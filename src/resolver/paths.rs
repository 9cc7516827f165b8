//! Retrieval paths.
//!
//! Each path turns one query shape into an ordered candidate id list,
//! bounded by the resolver's fetch ceiling. Paths never paginate or
//! filter beyond their own predicate; that is the resolver's job.

use std::collections::HashMap;
use std::sync::Arc;

use async_trait::async_trait;
use thiserror::Error;
use tracing::debug;

use crate::core::types::{ItemId, SearchQuery, TagOperator, UserContext};
use crate::fulltext::{FullTextError, FullTextProvider, FullTextRequest};
use crate::store::{MetadataStore, StoreError};
use crate::tags::{TagError, TagIndex};

/// Faults a retrieval path can raise.
#[derive(Error, Debug)]
pub enum PathError {
    #[error(transparent)]
    FullText(#[from] FullTextError),

    #[error(transparent)]
    Store(#[from] StoreError),

    #[error(transparent)]
    Tags(#[from] TagError),
}

pub type Result<T> = std::result::Result<T, PathError>;

/// Ranking metadata carried over from a content-index hit.
#[derive(Debug, Clone, Default)]
pub struct Annotation {
    pub score: Option<f32>,
    pub excerpt: Option<String>,
}

/// Ordered candidate ids plus any per-item annotations.
#[derive(Debug, Default)]
pub struct Candidates {
    pub ids: Vec<ItemId>,
    pub annotations: HashMap<ItemId, Annotation>,
}

impl Candidates {
    fn from_ids(ids: Vec<ItemId>) -> Self {
        Self {
            ids,
            annotations: HashMap::new(),
        }
    }
}

/// A strategy for producing candidates for one query shape.
#[async_trait]
pub trait RetrievalPath: Send + Sync {
    async fn candidates(
        &self,
        user: &UserContext,
        query: &SearchQuery,
        ceiling: usize,
    ) -> Result<Candidates>;
}

/// Content-index retrieval on the filename term, optionally embedding
/// tag names as ranking hints.
pub struct FullTextPath {
    provider: Arc<dyn FullTextProvider>,
    with_tag_hints: bool,
}

impl FullTextPath {
    pub fn new(provider: Arc<dyn FullTextProvider>, with_tag_hints: bool) -> Self {
        Self {
            provider,
            with_tag_hints,
        }
    }
}

#[async_trait]
impl RetrievalPath for FullTextPath {
    async fn candidates(
        &self,
        user: &UserContext,
        query: &SearchQuery,
        ceiling: usize,
    ) -> Result<Candidates> {
        let request = FullTextRequest {
            term: query.filename.clone(),
            tag_hints: if self.with_tag_hints {
                query.tags.clone()
            } else {
                Vec::new()
            },
            limit: ceiling,
            offset: 0,
        };

        let hits = self.provider.search(user, &request).await?;
        if hits.is_empty() {
            // Distinguishable from a provider fault so the resolver can
            // record the fallback the same way for both.
            return Err(PathError::FullText(FullTextError::Provider(
                "no content-index hits".to_string(),
            )));
        }

        let mut candidates = Candidates::default();
        for hit in hits {
            candidates.ids.push(hit.item);
            candidates.annotations.insert(
                hit.item,
                Annotation {
                    score: hit.score,
                    excerpt: hit.excerpt,
                },
            );
        }
        Ok(candidates)
    }
}

/// Filename substring scan against the metadata store.
pub struct NameScanPath {
    store: Arc<dyn MetadataStore>,
}

impl NameScanPath {
    pub fn new(store: Arc<dyn MetadataStore>) -> Self {
        Self { store }
    }
}

#[async_trait]
impl RetrievalPath for NameScanPath {
    async fn candidates(
        &self,
        user: &UserContext,
        query: &SearchQuery,
        ceiling: usize,
    ) -> Result<Candidates> {
        let ids = self
            .store
            .by_name_substring(user, &query.filename, ceiling, 0)
            .await?;
        Ok(Candidates::from_ids(ids))
    }
}

/// Mime-pattern scan for a file-type category.
pub struct TypeScanPath {
    store: Arc<dyn MetadataStore>,
}

impl TypeScanPath {
    pub fn new(store: Arc<dyn MetadataStore>) -> Self {
        Self { store }
    }
}

#[async_trait]
impl RetrievalPath for TypeScanPath {
    async fn candidates(
        &self,
        user: &UserContext,
        query: &SearchQuery,
        ceiling: usize,
    ) -> Result<Candidates> {
        let ids = self
            .store
            .by_mime_patterns(user, query.file_type.mime_patterns(), ceiling, 0)
            .await?;
        Ok(Candidates::from_ids(ids))
    }
}

/// Recency listing for queries with no criteria at all.
pub struct RecencyScanPath {
    store: Arc<dyn MetadataStore>,
}

impl RecencyScanPath {
    pub fn new(store: Arc<dyn MetadataStore>) -> Self {
        Self { store }
    }
}

#[async_trait]
impl RetrievalPath for RecencyScanPath {
    async fn candidates(
        &self,
        user: &UserContext,
        query: &SearchQuery,
        ceiling: usize,
    ) -> Result<Candidates> {
        let _ = query;
        let ids = self.store.recent(user, ceiling, 0).await?;
        Ok(Candidates::from_ids(ids))
    }
}

/// Tag-only retrieval through the tag index.
pub struct TagLookupPath {
    tags: Arc<dyn TagIndex>,
}

impl TagLookupPath {
    pub fn new(tags: Arc<dyn TagIndex>) -> Self {
        Self { tags }
    }
}

#[async_trait]
impl RetrievalPath for TagLookupPath {
    async fn candidates(
        &self,
        user: &UserContext,
        query: &SearchQuery,
        _ceiling: usize,
    ) -> Result<Candidates> {
        let _ = user;
        let mut tag_ids = Vec::with_capacity(query.tags.len());
        for name in &query.tags {
            match self.tags.resolve_tag_id(name).await? {
                Some(id) => tag_ids.push(id),
                None => {
                    // An unknown tag under AND can never be satisfied;
                    // under OR it simply contributes nothing.
                    if query.tag_operator == TagOperator::And {
                        debug!(tag = %name, "unknown tag short-circuits AND query");
                        return Ok(Candidates::default());
                    }
                    debug!(tag = %name, "skipping unknown tag in OR query");
                }
            }
        }

        if tag_ids.is_empty() {
            return Ok(Candidates::default());
        }

        let ids = self.tags.ids_for_tags(&tag_ids, query.tag_operator).await?;
        Ok(Candidates::from_ids(ids))
    }
}
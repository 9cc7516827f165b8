//! Core domain types shared across the engine.

pub mod item;
pub mod query;
pub mod result;

pub use item::{ItemId, ItemRecord, DIRECTORY_MIMETYPE};
pub use query::{
    FileTypeCategory, QueryShape, SearchQuery, TagOperator, UserContext, DEFAULT_LIMIT, MAX_LIMIT,
    MIN_LIMIT,
};
pub use result::{ResultEnvelope, ResultRecord, ResultTag, SearchPath, TagRecord};
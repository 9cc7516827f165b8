//! HTTP server error types.

use thiserror::Error;

/// Errors raised while bringing up or running the HTTP server.
#[derive(Error, Debug)]
pub enum ServerError {
    #[error("failed to bind {addr}: {source}")]
    BindFailed {
        addr: String,
        source: std::io::Error,
    },

    #[error("server error: {0}")]
    Internal(#[from] std::io::Error),
}
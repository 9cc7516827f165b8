//! Tag index access.
//!
//! The tag store itself (creation, assignment, colors) is an external
//! collaborator; this module only resolves tag names to ids, looks up the
//! items carrying them, and fetches per-item tag lists in batches.

pub mod error;
pub mod filter;

pub use error::{Result, TagError};

use std::collections::HashMap;

use async_trait::async_trait;
use sqlx::SqlitePool;

use crate::core::types::{ItemId, TagOperator, TagRecord};

/// Capability interface over the tag store.
///
/// Implementations are injected into the resolver so tests can substitute
/// fixtures and failure cases.
#[async_trait]
pub trait TagIndex: Send + Sync {
    /// Resolve a tag name to its identifier, `None` when no such tag exists.
    async fn resolve_tag_id(&self, name: &str) -> Result<Option<i64>>;

    /// Item ids carrying the given tags.
    ///
    /// [`TagOperator::And`] is a strict intersection: every returned item
    /// carries every requested tag id. [`TagOperator::Or`] is the union,
    /// one lookup per tag. Both return ids in descending modified-time
    /// order; the union is already deduplicated.
    async fn ids_for_tags(&self, tag_ids: &[i64], mode: TagOperator) -> Result<Vec<ItemId>>;

    /// Tags for a batch of items, one round trip for the whole batch.
    /// Items without tags are simply absent from the map.
    async fn tags_for_items(&self, items: &[ItemId]) -> Result<HashMap<ItemId, Vec<TagRecord>>>;

    /// Names of all user-assignable tags, for autocomplete.
    async fn assignable_tags(&self) -> Result<Vec<String>>;
}

/// Tag index backed by the SQLite catalog.
pub struct SqliteTagIndex {
    pool: SqlitePool,
}

impl SqliteTagIndex {
    pub fn new(pool: SqlitePool) -> Self {
        Self { pool }
    }

    fn placeholders(count: usize) -> String {
        let mut s = String::with_capacity(count * 2);
        for i in 0..count {
            if i > 0 {
                s.push(',');
            }
            s.push('?');
        }
        s
    }
}

#[async_trait]
impl TagIndex for SqliteTagIndex {
    async fn resolve_tag_id(&self, name: &str) -> Result<Option<i64>> {
        let id: Option<i64> = sqlx::query_scalar("SELECT id FROM tags WHERE name = ?")
            .bind(name)
            .fetch_optional(&self.pool)
            .await?;
        Ok(id)
    }

    async fn ids_for_tags(&self, tag_ids: &[i64], mode: TagOperator) -> Result<Vec<ItemId>> {
        if tag_ids.is_empty() {
            return Ok(Vec::new());
        }

        match mode {
            TagOperator::And => {
                // Strict intersection: keep items whose distinct matched
                // tag count equals the requested tag count.
                let sql = format!(
                    "SELECT ft.file_id \
                     FROM file_tags ft JOIN files f ON f.id = ft.file_id \
                     WHERE ft.tag_id IN ({}) \
                     GROUP BY ft.file_id \
                     HAVING COUNT(DISTINCT ft.tag_id) = ? \
                     ORDER BY MAX(f.mtime) DESC",
                    Self::placeholders(tag_ids.len())
                );
                let mut query = sqlx::query_scalar::<_, i64>(&sql);
                for id in tag_ids {
                    query = query.bind(id);
                }
                query = query.bind(tag_ids.len() as i64);
                Ok(query.fetch_all(&self.pool).await?)
            }
            TagOperator::Or => {
                // One lookup per tag, then an order-preserving union.
                let mut seen = std::collections::HashSet::new();
                let mut union = Vec::new();
                for tag_id in tag_ids {
                    let ids: Vec<i64> = sqlx::query_scalar(
                        "SELECT ft.file_id \
                         FROM file_tags ft JOIN files f ON f.id = ft.file_id \
                         WHERE ft.tag_id = ? \
                         ORDER BY f.mtime DESC",
                    )
                    .bind(tag_id)
                    .fetch_all(&self.pool)
                    .await?;
                    for id in ids {
                        if seen.insert(id) {
                            union.push(id);
                        }
                    }
                }
                Ok(union)
            }
        }
    }

    async fn tags_for_items(&self, items: &[ItemId]) -> Result<HashMap<ItemId, Vec<TagRecord>>> {
        if items.is_empty() {
            return Ok(HashMap::new());
        }

        let sql = format!(
            "SELECT ft.file_id, t.id, t.name, t.assignable, t.color \
             FROM file_tags ft JOIN tags t ON t.id = ft.tag_id \
             WHERE ft.file_id IN ({}) \
             ORDER BY t.name",
            Self::placeholders(items.len())
        );
        let mut query = sqlx::query_as::<_, (i64, i64, String, bool, Option<String>)>(&sql);
        for id in items {
            query = query.bind(id);
        }

        let rows = query.fetch_all(&self.pool).await?;
        let mut map: HashMap<ItemId, Vec<TagRecord>> = HashMap::new();
        for (item_id, tag_id, name, assignable, color) in rows {
            map.entry(item_id).or_default().push(TagRecord {
                id: tag_id,
                name,
                assignable,
                color,
            });
        }
        Ok(map)
    }

    async fn assignable_tags(&self) -> Result<Vec<String>> {
        let names: Vec<String> =
            sqlx::query_scalar("SELECT name FROM tags WHERE assignable = 1 ORDER BY name")
                .fetch_all(&self.pool)
                .await?;
        Ok(names)
    }
}
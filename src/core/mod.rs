//! Core domain model: shared types and the fault taxonomy.

pub mod error;
pub mod types;
//! Application configuration.
//!
//! Layered loading: built-in defaults, then an optional TOML file, then
//! `FILESCOUT__`-prefixed environment variables. Every field has a
//! default so a bare install runs without any config file.

use std::path::{Path, PathBuf};

use serde::Deserialize;

use crate::logging::LoggingConfig;

/// SQLite catalog settings.
#[derive(Debug, Clone, Deserialize)]
#[serde(default)]
pub struct DatabaseSettings {
    pub path: PathBuf,
    pub max_connections: u32,
    pub busy_timeout_ms: u64,
}

impl Default for DatabaseSettings {
    fn default() -> Self {
        let path = directories::ProjectDirs::from("dev", "filescout", "filescout")
            .map(|dirs| dirs.data_local_dir().join("catalog.db"))
            .unwrap_or_else(|| PathBuf::from("filescout.db"));
        Self {
            path,
            max_connections: 8,
            busy_timeout_ms: 5_000,
        }
    }
}

/// HTTP listener settings.
#[derive(Debug, Clone, Deserialize)]
#[serde(default)]
pub struct HttpSettings {
    pub bind: String,
}

impl Default for HttpSettings {
    fn default() -> Self {
        Self {
            bind: "127.0.0.1:8650".to_string(),
        }
    }
}

/// External content-index settings.
#[derive(Debug, Clone, Deserialize)]
#[serde(default)]
pub struct FullTextSettings {
    pub enabled: bool,
    pub endpoint: Option<String>,
    pub timeout_secs: u64,
}

impl Default for FullTextSettings {
    fn default() -> Self {
        Self {
            enabled: false,
            endpoint: None,
            timeout_secs: 10,
        }
    }
}

/// Resolver tuning.
#[derive(Debug, Clone, Deserialize)]
#[serde(default)]
pub struct SearchSettings {
    /// Upper bound on candidates fetched from any retrieval path before
    /// in-process filtering and pagination.
    pub fetch_ceiling: usize,
}

impl Default for SearchSettings {
    fn default() -> Self {
        Self {
            fetch_ceiling: 10_000,
        }
    }
}

/// Top-level application configuration.
#[derive(Debug, Clone, Default, Deserialize)]
#[serde(default)]
pub struct AppConfig {
    pub database: DatabaseSettings,
    pub http: HttpSettings,
    pub full_text: FullTextSettings,
    pub search: SearchSettings,
    pub logging: LoggingConfig,
}

impl AppConfig {
    /// Load configuration from defaults, an optional file, and the
    /// environment (`FILESCOUT__SECTION__KEY=value`).
    pub fn load(path: Option<&Path>) -> Result<Self, config::ConfigError> {
        let mut builder = config::Config::builder();
        if let Some(path) = path {
            builder = builder.add_source(config::File::from(path).required(false));
        }
        builder
            .add_source(config::Environment::with_prefix("FILESCOUT").separator("__"))
            .build()?
            .try_deserialize()
    }
}

#[cfg(test)]
mod tests {
    use super::*;

    #[test]
    fn defaults_stand_alone() {
        let cfg = AppConfig::default();
        assert_eq!(cfg.http.bind, "127.0.0.1:8650");
        assert_eq!(cfg.search.fetch_ceiling, 10_000);
        assert!(!cfg.full_text.enabled);
        assert!(cfg.database.max_connections > 0);
    }

    #[test]
    fn missing_file_falls_back_to_defaults() {
        let cfg = AppConfig::load(Some(Path::new("/nonexistent/filescout.toml"))).unwrap();
        assert_eq!(cfg.search.fetch_ceiling, AppConfig::default().search.fetch_ceiling);
    }
}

_EXERCISE DIRECTIONS_
Set down only the lines above that fall between the line holding "WHERE ft.file_id IN" and the line holding "field has a", inclusive, keeping each exact.

_REPLY TO THE TASK_
             WHERE ft.file_id IN ({}) \
             ORDER BY t.name",
            Self::placeholders(items.len())
        );
        let mut query = sqlx::query_as::<_, (i64, i64, String, bool, Option<String>)>(&sql);
        for id in items {
            query = query.bind(id);
        }

        let rows = query.fetch_all(&self.pool).await?;
        let mut map: HashMap<ItemId, Vec<TagRecord>> = HashMap::new();
        for (item_id, tag_id, name, assignable, color) in rows {
            map.entry(item_id).or_default().push(TagRecord {
                id: tag_id,
                name,
                assignable,
                color,
            });
        }
        Ok(map)
    }

    async fn assignable_tags(&self) -> Result<Vec<String>> {
        let names: Vec<String> =
            sqlx::query_scalar("SELECT name FROM tags WHERE assignable = 1 ORDER BY name")
                .fetch_all(&self.pool)
                .await?;
        Ok(names)
    }
}
filename src/core/mod.rs
//! Core domain model: shared types and the fault taxonomy.

pub mod error;
pub mod types;
//! Application configuration.
//!
//! Layered loading: built-in defaults, then an optional TOML file, then
//! `FILESCOUT__`-prefixed environment variables. Every field has a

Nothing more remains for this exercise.